2021年9月 各研究者からの研究報告書に基づき研究総括による事後評価(コロナ延長課題)

2-4.評価者

研究総括
北川 宏 京都大学 大学院理学研究科 教授

3.総括総評

 本研究領域は、メタンや低級アルカンを、直接、有用な基礎化学品や化成品に変換できる「革新的触媒の創成」、最先端計測技術や計算科学を駆使した触媒反応・プロセスの基礎的理解による「革新的な触媒科学の確立」を達成目標として掲げ研究を推進してきた。採択にあたっては、真に革新的な新しい切り口で挑む研究であること、提案者自身が温めてきた新たな仮説・アイディアであること、エビデンスよりも具体的な研究戦略・研究コンセプト・研究計画の独創性・論理性を重視した。
 最終選考となる2017年度は、選考の基本方針に加えて、計測技術・計算科学を基盤とした提案に重点を置いた。2020年度に終了する三期採択研究者11名(うち海外在住研究者1名、女性研究者1名)の研究分野は、準大気圧XPSや準大気圧TEMなど実反応環境のモデリングが可能な計測手法の開発や第一原理計算・インフォマティクスを基盤とした研究課題を始め、固体触媒、有機-無機ハイブリッド触媒、酵素インスパイアド錯体触媒などの多岐にわたる触媒系、さらに、FETによる反応制御、微細気泡を用いる反応、メタン酸化電池など革新的な反応プロセスにも取り組み、その結果、それぞれ新規的かつ独創的な研究成果を挙げた。
 研究者らは、メタン・低級アルカンの直接変換、オペランド測定・評価などの難題に挑戦・苦戦しながらも研究を進める中、領域会議、サイトビジットでのアドバイザーとの議論や海外を含めた研究連携を積極的、かつ着実に進めた結果、42件の国際論文発表、34件の国際招待講演を行った。また、科学技術分野の文部科学大臣表彰若手科学者賞を2名が受賞した。

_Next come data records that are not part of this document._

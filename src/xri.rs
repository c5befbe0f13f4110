// ==============================================================================
// XRI identifiers — hierarchical names
// ==============================================================================
//
// An `Xri` is an ordered list of `SubSegment`s. The empty list is the
// reserved root segment `()`. Parsing walks the text character-by-character,
// building typed sub-segments rather than rewriting delimiters, and returns
// a `Result` instead of panicking since malformed XRI text is caller input,
// not a programming error.

use std::cmp::Ordering;
use std::fmt;
use std::sync::Arc;

use crate::error::ParseError;

/// The class symbol prefixing a literal sub-segment.
#[derive(Clone, Copy, Debug, PartialEq, Eq, Hash, PartialOrd, Ord)]
pub enum ClassSymbol {
    Equals,
    At,
    Plus,
    Dollar,
    Bang,
    Star,
}

impl ClassSymbol {
    fn from_char(ch: char) -> Option<Self> {
        match ch {
            '=' => Some(Self::Equals),
            '@' => Some(Self::At),
            '+' => Some(Self::Plus),
            '$' => Some(Self::Dollar),
            '!' => Some(Self::Bang),
            '*' => Some(Self::Star),
            _ => None,
        }
    }

    const fn as_char(self) -> char {
        match self {
            Self::Equals => '=',
            Self::At => '@',
            Self::Plus => '+',
            Self::Dollar => '$',
            Self::Bang => '!',
            Self::Star => '*',
        }
    }
}

/// One component of an `Xri`.
#[derive(Clone, Debug, PartialEq, Eq, Hash, PartialOrd, Ord)]
pub enum SubSegment {
    /// A class-symbol sub-segment, e.g. `=markus`, `+email`, `*42`.
    Class { symbol: ClassSymbol, body: Arc<str> },
    /// A parenthesized literal data sub-segment, e.g. `(data:,hello)`.
    Data(Arc<str>),
    /// A wildcard sub-segment used in `startsWith`/`endsWith` variable mode.
    /// `multiple = true` greedily matches one-or-more sub-segments on the
    /// other side; `false` matches exactly one.
    Variable { multiple: bool },
}

impl SubSegment {
    #[must_use]
    pub fn class(symbol: ClassSymbol, body: impl Into<Arc<str>>) -> Self {
        Self::Class {
            symbol,
            body: body.into(),
        }
    }

    #[must_use]
    pub fn data(body: impl Into<Arc<str>>) -> Self {
        Self::Data(body.into())
    }

    #[must_use]
    pub const fn is_variable(&self) -> bool {
        matches!(self, Self::Variable { .. })
    }
}

impl fmt::Display for SubSegment {
    fn fmt(&self, f: &mut fmt::Formatter<'_>) -> fmt::Result {
        match self {
            Self::Class { symbol, body } => write!(f, "{}{body}", symbol.as_char()),
            Self::Data(body) => write!(f, "({body})"),
            Self::Variable { multiple: false } => write!(f, "{{}}"),
            Self::Variable { multiple: true } => write!(f, "{{}}*"),
        }
    }
}

/// A hierarchical identifier: an ordered list of sub-segments. The empty
/// list is the reserved root segment `()`.
#[derive(Clone, Debug, Default, PartialEq, Eq, Hash)]
pub struct Xri {
    sub_segments: Vec<SubSegment>,
}

impl Xri {
    /// The reserved root segment `()`.
    #[must_use]
    pub fn root() -> Self {
        Self::default()
    }

    #[must_use]
    pub fn from_sub_segments(sub_segments: Vec<SubSegment>) -> Self {
        Self { sub_segments }
    }

    #[must_use]
    pub fn is_root(&self) -> bool {
        self.sub_segments.is_empty()
    }

    #[must_use]
    pub fn len(&self) -> usize {
        self.sub_segments.len()
    }

    #[must_use]
    pub fn is_empty(&self) -> bool {
        self.is_root()
    }

    #[must_use]
    pub fn sub_segment(&self, index: usize) -> Option<&SubSegment> {
        self.sub_segments.get(index)
    }

    #[must_use]
    pub fn sub_segments(&self) -> &[SubSegment] {
        &self.sub_segments
    }

    #[must_use]
    pub fn only_sub_segment(&self) -> Option<&SubSegment> {
        match self.sub_segments.as_slice() {
            [single] => Some(single),
            _ => None,
        }
    }

    /// Concatenates `self` and `other`; concatenation with the root is identity.
    #[must_use]
    pub fn concat(&self, other: &Self) -> Self {
        let mut sub_segments = self.sub_segments.clone();
        sub_segments.extend(other.sub_segments.iter().cloned());
        Self { sub_segments }
    }

    fn resolved_count(n: isize, len: usize) -> usize {
        if n == 0 {
            len
        } else if n > 0 {
            (n as usize).min(len)
        } else {
            len.saturating_sub(n.unsigned_abs())
        }
    }

    /// Prefix of length `n`. `n == 0` returns the segment unchanged; negative
    /// `n` counts sub-segments from the tail; a result that would be empty
    /// returns the root.
    #[must_use]
    pub fn parent_xri(&self, n: isize) -> Self {
        let k = Self::resolved_count(n, self.len());
        if k == 0 {
            return Self::root();
        }
        Self {
            sub_segments: self.sub_segments[..k].to_vec(),
        }
    }

    /// Suffix of length `n`, with the same `n` convention as [`Self::parent_xri`].
    #[must_use]
    pub fn local_xri(&self, n: isize) -> Self {
        let k = Self::resolved_count(n, self.len());
        if k == 0 {
            return Self::root();
        }
        let start = self.len() - k;
        Self {
            sub_segments: self.sub_segments[start..].to_vec(),
        }
    }

    /// If `prefix` matches the start of `self`, returns the matched prefix
    /// (which may be longer than `prefix` itself if a greedy variable
    /// sub-segment consumed more than one sub-segment of `self`).
    ///
    /// `vars_in_self`/`vars_in_prefix` enable wildcard matching on the
    /// respective side: a [`SubSegment::Variable`] sub-segment on that side
    /// matches one sub-segment of the other side (or, if `multiple`, as many
    /// as are left over after satisfying the remaining fixed sub-segments).
    #[must_use]
    pub fn starts_with(&self, prefix: &Self, vars_in_self: bool, vars_in_prefix: bool) -> Option<Self> {
        let mut i = 0usize;
        let mut j = 0usize;
        while j < prefix.len() {
            if i >= self.len() {
                return None;
            }
            let a = &self.sub_segments[i];
            let b = &prefix.sub_segments[j];

            if vars_in_prefix && b.is_variable() {
                let multiple = matches!(b, SubSegment::Variable { multiple: true });
                if multiple {
                    let remaining_prefix = prefix.len() - j - 1;
                    let available = self.len() - i;
                    if available < remaining_prefix + 1 {
                        return None;
                    }
                    i += available - remaining_prefix;
                } else {
                    i += 1;
                }
                j += 1;
                continue;
            }

            if vars_in_self && a.is_variable() {
                i += 1;
                j += 1;
                continue;
            }

            if a == b {
                i += 1;
                j += 1;
            } else {
                return None;
            }
        }
        Some(self.parent_xri(i as isize))
    }

    /// Symmetric to [`Self::starts_with`], matching against the tail of `self`.
    #[must_use]
    pub fn ends_with(&self, suffix: &Self, vars_in_self: bool, vars_in_suffix: bool) -> Option<Self> {
        let reversed_self = self.reversed();
        let reversed_suffix = suffix.reversed();
        let matched = reversed_self.starts_with(&reversed_suffix, vars_in_self, vars_in_suffix)?;
        Some(matched.reversed())
    }

    fn reversed(&self) -> Self {
        let mut sub_segments = self.sub_segments.clone();
        sub_segments.reverse();
        Self { sub_segments }
    }

    /// Removes a matching `prefix` from the start of `self`, returning the
    /// remainder (the root if `prefix` consumed all of `self`, `None` if
    /// `prefix` does not match).
    #[must_use]
    pub fn remove_start_xri(&self, prefix: &Self) -> Option<Self> {
        let matched = self.starts_with(prefix, false, false)?;
        Some(self.local_xri(self.len() as isize - matched.len() as isize))
    }

    /// Removes a matching `suffix` from the end of `self`, returning the
    /// remainder (the root if `suffix` consumed all of `self`, `None` if
    /// `suffix` does not match).
    #[must_use]
    pub fn remove_end_xri(&self, suffix: &Self) -> Option<Self> {
        let matched = self.ends_with(suffix, false, false)?;
        Some(self.parent_xri(self.len() as isize - matched.len() as isize))
    }
}

impl fmt::Display for Xri {
    fn fmt(&self, f: &mut fmt::Formatter<'_>) -> fmt::Result {
        if self.is_root() {
            return write!(f, "()");
        }
        for sub_segment in &self.sub_segments {
            write!(f, "{sub_segment}")?;
        }
        Ok(())
    }
}

impl std::str::FromStr for Xri {
    type Err = ParseError;

    fn from_str(s: &str) -> Result<Self, Self::Err> {
        parse(s)
    }
}

/// Parses XRI text into a segment. `""` and `"()"` both parse to the root.
///
/// # Errors
///
/// Returns [`ParseError`] if the text contains an unrecognized leading
/// character, or an unclosed `(...)` / `{...}` sub-segment.
pub fn parse(text: &str) -> Result<Xri, ParseError> {
    if text.is_empty() || text == "()" {
        return Ok(Xri::root());
    }

    let mut sub_segments = Vec::new();
    let mut chars = text.chars().peekable();

    while let Some(&ch) = chars.peek() {
        if let Some(symbol) = ClassSymbol::from_char(ch) {
            chars.next();
            let body = take_body(&mut chars);
            sub_segments.push(SubSegment::class(symbol, body));
            continue;
        }

        match ch {
            '(' => {
                chars.next();
                let mut depth = 1;
                let mut data = String::new();
                let mut closed = false;
                for c in chars.by_ref() {
                    match c {
                        '(' => {
                            depth += 1;
                            data.push(c);
                        }
                        ')' => {
                            depth -= 1;
                            if depth == 0 {
                                closed = true;
                                break;
                            }
                            data.push(c);
                        }
                        _ => data.push(c),
                    }
                }
                if !closed {
                    return Err(ParseError::UnclosedParen {
                        text: text.to_owned(),
                    });
                }
                sub_segments.push(SubSegment::data(data));
            }
            '{' => {
                chars.next();
                let mut closed = false;
                for c in chars.by_ref() {
                    if c == '}' {
                        closed = true;
                        break;
                    }
                }
                if !closed {
                    return Err(ParseError::UnclosedVariable {
                        text: text.to_owned(),
                    });
                }
                let multiple = chars.peek() == Some(&'*');
                if multiple {
                    chars.next();
                }
                sub_segments.push(SubSegment::Variable { multiple });
            }
            _ => {
                return Err(ParseError::UnexpectedChar {
                    text: text.to_owned(),
                    ch,
                });
            }
        }
    }

    Ok(Xri { sub_segments })
}

/// Reads sub-segment body text up to the next class symbol, `(`, or `{`.
fn take_body(chars: &mut std::iter::Peekable<std::str::Chars<'_>>) -> String {
    let mut body = String::new();
    while let Some(&c) = chars.peek() {
        if "=@+$!*({".contains(c) {
            break;
        }
        body.push(c);
        chars.next();
    }
    body
}

/// Ascending-by-length ordering, ties broken lexicographically. Used as the
/// ordering key for ascending contributor/identifier comparisons.
#[must_use]
pub fn cmp_ascending_by_length(a: &Xri, b: &Xri) -> Ordering {
    a.len()
        .cmp(&b.len())
        .then_with(|| a.to_string().cmp(&b.to_string()))
}

/// Descending-by-length ordering, ties broken lexicographically (not
/// reversed) — the ordering key the contributor map sorts on so that
/// iteration visits longer, more specific prefixes first.
#[must_use]
pub fn cmp_descending_by_length(a: &Xri, b: &Xri) -> Ordering {
    b.len()
        .cmp(&a.len())
        .then_with(|| a.to_string().cmp(&b.to_string()))
}
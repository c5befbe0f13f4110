// ==============================================================================
// Contributor map
// ==============================================================================
//
// A `BTreeMap` keyed by a descending-length-ordered wrapper, so natural
// ascending iteration visits the longest (most specific) registered prefix
// first, rather than insertion order.

use std::cmp::Ordering;
use std::collections::BTreeMap;
use std::sync::Arc;

use crate::context::ExecutionContext;
use crate::error::MessagingError;
use crate::graph::{Graph, Statement};
use crate::xri::Xri;

/// A plug-in that handles (or partially handles, deferring to the graph for
/// the rest) messaging for everything under its registered address prefix.
pub trait Contributor: Send + Sync {
    /// Contributes to resolving `address`, which is the *remainder* of the
    /// dispatched address with this contributor's own mount prefix already
    /// removed from the front — a contributor mounted at `=markus` seeing
    /// `+email*1` dispatched against `=markus+email*1` is handed `+email*1`,
    /// not the absolute address. Returning `Ok(true)` tells the dispatcher
    /// this contributor fully handled the address; `Ok(false)` defers, and
    /// the dispatcher falls through to the graph (it does not retry a
    /// shorter registered prefix — only the single longest match runs).
    ///
    /// `trail` lists the mount prefixes of contributors already invoked in
    /// this dispatch chain, longest first. A contributor that performs its
    /// own nested dispatch against `address` (the remainder) should extend
    /// `trail` with its own prefix so a re-entrant call can detect and
    /// avoid invoking the same contributor twice.
    fn contribute_address(
        &self,
        address: &Xri,
        trail: &[Xri],
        ctx: &mut ExecutionContext,
    ) -> Result<bool, MessagingError>;

    /// Contributes to resolving a `subject/predicate/object` statement.
    /// Unlike [`Self::contribute_address`], `statement` is handed whole —
    /// a tripartite statement has no single remainder XRI to strip a mount
    /// prefix from. `trail` is as described there.
    fn contribute_statement(
        &self,
        statement: &Statement,
        trail: &[Xri],
        ctx: &mut ExecutionContext,
    ) -> Result<bool, MessagingError>;

    fn name(&self) -> &str {
        "contributor"
    }
}

/// Ordering key: descending by sub-segment count, ties broken
/// lexicographically ascending — gives longest-prefix-first traversal via a
/// plain `BTreeMap` rather than a hand-rolled trie.
#[derive(Clone, Debug, PartialEq, Eq)]
struct DescendingKey(Xri);

impl PartialOrd for DescendingKey {
    fn partial_cmp(&self, other: &Self) -> Option<Ordering> {
        Some(self.cmp(other))
    }
}

impl Ord for DescendingKey {
    fn cmp(&self, other: &Self) -> Ordering {
        crate::xri::cmp_descending_by_length(&self.0, &other.0)
    }
}

/// Registered contributors, keyed by the address prefix they were mounted
/// under and visited longest-prefix-first.
#[derive(Default)]
pub struct ContributorMap {
    by_prefix: BTreeMap<DescendingKey, Vec<Arc<dyn Contributor>>>,
}

impl ContributorMap {
    #[must_use]
    pub fn new() -> Self {
        Self::default()
    }

    #[must_use]
    pub fn with(mut self, prefix: Xri, contributor: Arc<dyn Contributor>) -> Self {
        self.by_prefix
            .entry(DescendingKey(prefix))
            .or_default()
            .push(contributor);
        self
    }

    /// Prefixes registered in the map that are a prefix of `address`,
    /// longest first.
    fn matching_prefixes<'a>(&'a self, address: &'a Xri) -> impl Iterator<Item = &'a Xri> {
        self.by_prefix
            .keys()
            .map(|k| &k.0)
            .filter(move |prefix| address.starts_with(prefix, false, false).is_some())
    }

    /// The single longest registered prefix of `address` and the
    /// contributors mounted under it, cloning the `Arc` handles so a
    /// contributor registering new contributors mid-callback cannot
    /// invalidate the caller's iteration. `None` if nothing matches.
    fn longest_matching(&self, address: &Xri) -> Option<(Xri, Vec<Arc<dyn Contributor>>)> {
        let prefix = self.matching_prefixes(address).next()?.clone();
        let contributors = self.by_prefix.get(&DescendingKey(prefix.clone()))?.clone();
        Some((prefix, contributors))
    }

    /// Runs the contributor(s) registered under the single longest prefix
    /// of `address` that matches. A deferral (`Ok(false)`) from every
    /// contributor at that prefix falls through to the graph — the
    /// dispatcher never retries a shorter registered prefix; a contributor
    /// that wants that behavior has to perform the nested dispatch itself.
    pub fn execute_contributors_address(
        &self,
        address: &Xri,
        ctx: &mut ExecutionContext,
        trail: &[Xri],
    ) -> Result<bool, MessagingError> {
        let Some((prefix, contributors)) = self.longest_matching(address) else {
            return Ok(false);
        };
        let remainder = address.remove_start_xri(&prefix).unwrap_or_else(Xri::root);
        let mut nested_trail = trail.to_vec();
        nested_trail.push(prefix.clone());

        for contributor in &contributors {
            ctx.push_contributor(prefix.to_string());
            let handled = contributor.contribute_address(&remainder, &nested_trail, ctx);
            ctx.pop_contributor();
            if handled? {
                return Ok(true);
            }
        }
        Ok(false)
    }

    /// Same as [`Self::execute_contributors_address`] but for statements,
    /// keyed by `subject ++ object` for context-node statements and by
    /// `subject` alone for relation/literal statements — intentional, not a
    /// bug. The statement handed to the contributor is not trimmed, since a
    /// tripartite statement has no single remainder XRI to strip a mount
    /// prefix from.
    pub fn execute_contributors_statement(
        &self,
        statement: &Statement,
        ctx: &mut ExecutionContext,
        trail: &[Xri],
    ) -> Result<bool, MessagingError> {
        let key = statement_dispatch_key(statement);
        let Some((prefix, contributors)) = self.longest_matching(&key) else {
            return Ok(false);
        };
        let mut nested_trail = trail.to_vec();
        nested_trail.push(prefix.clone());

        for contributor in &contributors {
            ctx.push_contributor(prefix.to_string());
            let handled = contributor.contribute_statement(statement, &nested_trail, ctx);
            ctx.pop_contributor();
            if handled? {
                return Ok(true);
            }
        }
        Ok(false)
    }
}

/// The address a statement is dispatched under: `subject ++ object` for a
/// context-node declaration (the new node's full address is the relevant
/// key), `subject` alone for relations and literals.
fn statement_dispatch_key(statement: &Statement) -> Xri {
    match statement {
        Statement::ContextNode { subject, object } => subject.concat(object),
        Statement::Relation { subject, .. } | Statement::Literal { subject, .. } => subject.clone(),
    }
}

/// Falls back to the in-memory graph when no contributor handled the address.
pub fn fallback_to_graph(graph: &Graph, address: &Xri) -> bool {
    graph.find_context_node_readonly(address).is_some()
}
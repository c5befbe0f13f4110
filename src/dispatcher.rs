// ==============================================================================
// Dispatcher
// ==============================================================================
//
// `MessagingTarget` is a consuming builder (`graph`/`contributor`/
// `interceptor`/`address_handler`/`statement_handler`, each `#[must_use]`
// and returning `Self`) that produces one object whose `execute` method
// looks up how to handle the thing, forwards to it, and logs and swallows
// exceptions that occur past the point where a response has already
// started forming.

use tracing::{debug, warn};

use crate::context::{ExecutionContext, Scope};
use crate::contributor::ContributorMap;
use crate::error::MessagingError;
use crate::graph::{Graph, Statement};
use crate::handler::{AddressHandler, DefaultAddressHandler, DefaultStatementHandler, StatementHandler};
use crate::interceptor::InterceptorChain;
use crate::message::{parse_statement, Envelope, Message, Operation};
use crate::result::{MessageResult, OperationResult};
use crate::xri::Xri;

/// The dispatch entry point: owns the backing graph, the contributor map,
/// the interceptor chain, and the address/statement handler pair that
/// fields anything contributors defer on.
pub struct MessagingTarget {
    graph: Graph,
    contributors: ContributorMap,
    interceptors: InterceptorChain,
    address_handler: Box<dyn AddressHandler>,
    statement_handler: Box<dyn StatementHandler>,
}

impl Default for MessagingTarget {
    fn default() -> Self {
        Self {
            graph: Graph::new(),
            contributors: ContributorMap::new(),
            interceptors: InterceptorChain::new(),
            address_handler: Box::new(DefaultAddressHandler),
            statement_handler: Box::new(DefaultStatementHandler),
        }
    }
}

impl MessagingTarget {
    #[must_use]
    pub fn new() -> Self {
        Self::default()
    }

    #[must_use]
    pub fn graph(mut self, graph: Graph) -> Self {
        self.graph = graph;
        self
    }

    #[must_use]
    pub fn contributors(mut self, contributors: ContributorMap) -> Self {
        self.contributors = contributors;
        self
    }

    #[must_use]
    pub fn interceptor(mut self, interceptor: std::sync::Arc<dyn crate::interceptor::Interceptor>) -> Self {
        self.interceptors = std::mem::take(&mut self.interceptors).with(interceptor);
        self
    }

    #[must_use]
    pub fn address_handler(mut self, handler: impl AddressHandler + 'static) -> Self {
        self.address_handler = Box::new(handler);
        self
    }

    #[must_use]
    pub fn statement_handler(mut self, handler: impl StatementHandler + 'static) -> Self {
        self.statement_handler = Box::new(handler);
        self
    }

    #[must_use]
    pub fn graph_ref(&self) -> &Graph {
        &self.graph
    }

    /// Starts up this target: calls `init` on every registered interceptor,
    /// in order, stopping at the first failure.
    ///
    /// # Errors
    ///
    /// Propagates the first interceptor's `init` failure.
    pub fn init(&self, target: &str) -> Result<(), MessagingError> {
        self.interceptors.run_init(target)
    }

    /// Tears down this target: calls `shutdown` on every registered
    /// interceptor. A failing interceptor is logged but does not prevent
    /// the others from running.
    pub fn shutdown(&self, target: &str) {
        self.interceptors.run_shutdown(target);
    }

    /// Runs `envelope` through the full pipeline: envelope interceptors,
    /// then per-message interceptors and per-operation interceptors and
    /// dispatch, in that nesting order.
    ///
    /// # Errors
    ///
    /// Returns the first [`MessagingError`] raised by an interceptor or a
    /// handler that is not itself an exception-interceptor failure (those
    /// are logged and swallowed).
    pub fn execute(&mut self, envelope: &Envelope, ctx: &mut ExecutionContext) -> Result<MessageResult, MessagingError> {
        ctx.clear_scope(Scope::Envelope);
        let mut result = MessageResult::new();

        match self.interceptors.run_before_envelope(envelope, ctx) {
            Ok(true) => {}
            Ok(false) => {
                debug!("envelope rejected by a before_envelope interceptor");
                return Ok(result);
            }
            Err(err) => {
                self.interceptors.run_exception_envelope(envelope, ctx, &err);
                return Err(err);
            }
        }

        let outcome = self.execute_messages(envelope, &mut result, ctx);

        if let Err(err) = outcome {
            self.interceptors.run_exception_envelope(envelope, ctx, &err);
            return Err(err);
        }

        if let Err(err) = self.interceptors.run_after_envelope(envelope, ctx) {
            warn!(error = %err, "after_envelope interceptor failed, swallowing");
        }

        self.interceptors.run_finish(&mut result, ctx)?;
        Ok(result)
    }

    fn execute_messages(
        &mut self,
        envelope: &Envelope,
        result: &mut MessageResult,
        ctx: &mut ExecutionContext,
    ) -> Result<(), MessagingError> {
        for message in &envelope.messages {
            ctx.clear_scope(Scope::Message);

            if !self.interceptors.run_before_message(message, ctx)? {
                debug!(sender = %message.sender, "message rejected by a before_message interceptor");
                continue;
            }

            let outcome = self.execute_operations(message, result, ctx);
            outcome?;

            if let Err(err) = self.interceptors.run_after_message(message, ctx) {
                warn!(error = %err, "after_message interceptor failed, swallowing");
            }
        }
        Ok(())
    }

    fn execute_operations(
        &mut self,
        message: &Message,
        result: &mut MessageResult,
        ctx: &mut ExecutionContext,
    ) -> Result<(), MessagingError> {
        for operation in &message.operations {
            ctx.clear_scope(Scope::Operation);

            if !self
                .interceptors
                .run_before_operation(operation, ctx)
                .map_err(|e| e.with_operation(operation.clone()))?
            {
                debug!(target = %operation.target, "operation rejected by a before_operation interceptor");
                continue;
            }

            let outcome = self.execute_operation(message, operation, ctx);

            let operation_result = match outcome {
                Ok(operation_result) => operation_result,
                Err(err) => return Err(err.with_operation(operation.clone())),
            };

            if let Err(err) = self.interceptors.run_after_operation(operation, ctx) {
                warn!(error = %err, "after_operation interceptor failed, swallowing");
            }

            result.push(operation_result);
        }
        Ok(())
    }

    fn execute_operation(
        &mut self,
        message: &Message,
        operation: &Operation,
        ctx: &mut ExecutionContext,
    ) -> Result<OperationResult, MessagingError> {
        if let Ok((subject, predicate, object)) = parse_statement(&operation.target) {
            let statement = resolve_statement(&message.target_address, &subject, &predicate, &object)?;
            self.execute_statement_path(operation, &statement, ctx)
        } else {
            let address = message.target_address.concat(&crate::xri::parse(&operation.target)?);
            self.execute_address_path(operation, &address, ctx)
        }
    }

    fn execute_address_path(
        &mut self,
        operation: &Operation,
        address: &Xri,
        ctx: &mut ExecutionContext,
    ) -> Result<OperationResult, MessagingError> {
        let Some(address) = self.interceptors.run_target_address(operation, address.clone(), ctx)? else {
            debug!(target = %address, "address target dropped by a target interceptor");
            return Ok(OperationResult::Empty);
        };

        if self.contributors.execute_contributors_address(&address, ctx, &[])? {
            return Ok(OperationResult::Empty);
        }

        self.address_handler.handle_address(operation, &address, &mut self.graph, ctx)
    }

    fn execute_statement_path(
        &mut self,
        operation: &Operation,
        statement: &Statement,
        ctx: &mut ExecutionContext,
    ) -> Result<OperationResult, MessagingError> {
        let Some(statement) = self
            .interceptors
            .run_target_statement(operation, statement.clone(), ctx)?
        else {
            debug!("statement target dropped by a target interceptor");
            return Ok(OperationResult::Empty);
        };

        if self.contributors.execute_contributors_statement(&statement, ctx, &[])? {
            return Ok(OperationResult::Empty);
        }

        self.statement_handler.handle_statement(operation, &statement, &mut self.graph, ctx)
    }
}

fn resolve_statement(
    target_address: &Xri,
    subject: &str,
    predicate: &str,
    object: &str,
) -> Result<Statement, MessagingError> {
    let subject_xri = target_address.concat(&crate::xri::parse(subject)?);
    let object_xri = crate::xri::parse(object)?;

    if predicate == crate::graph::CONTEXT_NODE_PREDICATE {
        return Ok(Statement::ContextNode {
            subject: subject_xri,
            object: object_xri,
        });
    }
    if predicate == "!" {
        return Ok(Statement::Literal {
            subject: subject_xri,
            data: object.trim_matches('"').to_owned(),
        });
    }
    Ok(Statement::Relation {
        subject: subject_xri,
        predicate: crate::xri::parse(predicate)?,
        object: object_xri,
    })
}
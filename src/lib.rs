//! # `xdi-messaging`
//!
//! A hierarchical-address message-execution pipeline. An [`Envelope`] of
//! [`Message`]s, each a batch of [`Operation`]s against one target address,
//! is run through an [`InterceptorChain`] and a [`ContributorMap`] before
//! falling through to a backing [`Graph`] via the [`AddressHandler`]/
//! [`StatementHandler`] surface:
//!
//! ```rust
//! use xdi_messaging::{context::ExecutionContext, dispatcher::MessagingTarget, Envelope, Message, Operation, OperationXri};
//!
//! let mut target = MessagingTarget::new();
//! let mut ctx = ExecutionContext::new();
//!
//! let envelope = Envelope::new().with_message(
//!     Message::new("=markus".parse().unwrap(), "=markus".parse().unwrap())
//!         .with_operation(Operation::new(OperationXri("$set".parse().unwrap()), "+email")),
//! );
//!
//! target.execute(&envelope, &mut ctx).expect("set succeeds");
//! ```
//!
//! Addresses are [`Xri`]s, a hierarchical identifier format with class-symbol,
//! data, and variable sub-segments.

pub mod auth;
pub mod context;
pub mod contributor;
pub mod dispatcher;
pub mod error;
pub mod graph;
pub mod handler;
pub mod interceptor;
pub mod message;
pub mod result;
pub mod serialize;
pub mod xri;

pub use error::{AuthenticationError, GraphError, MessagingError, ParseError, StatementParseError};
pub use graph::{Graph, Statement};
pub use message::{Envelope, Message, Operation, OperationXri};
pub use result::{MessageResult, OperationResult};
pub use xri::{SubSegment, Xri};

さらに、11人のうち4人がさきがけ期間中に昇進していることからも、さきがけ研究を通じてそれぞれの研究分野において認知されただけでなく、研究室を主宰するPIとして成長している。
 なお、3期生の9名は、新型コロナウイルスの影響を受けて3〜6ヶ月間の研究期間延長を行い、いずれの研究者においても今後の展開を後押しする成果を出した。
 それぞれの課題の成果はすぐに実用化できるものではないかも知れないが、省エネルギー、低二酸化炭素排出プロセスでのメタン・低級アルカンの活性化がより現実に近づいたことは、我が国の化学産業に新たな一石を投じるものと確信している。

※所属・役職は研究終了時点のものです。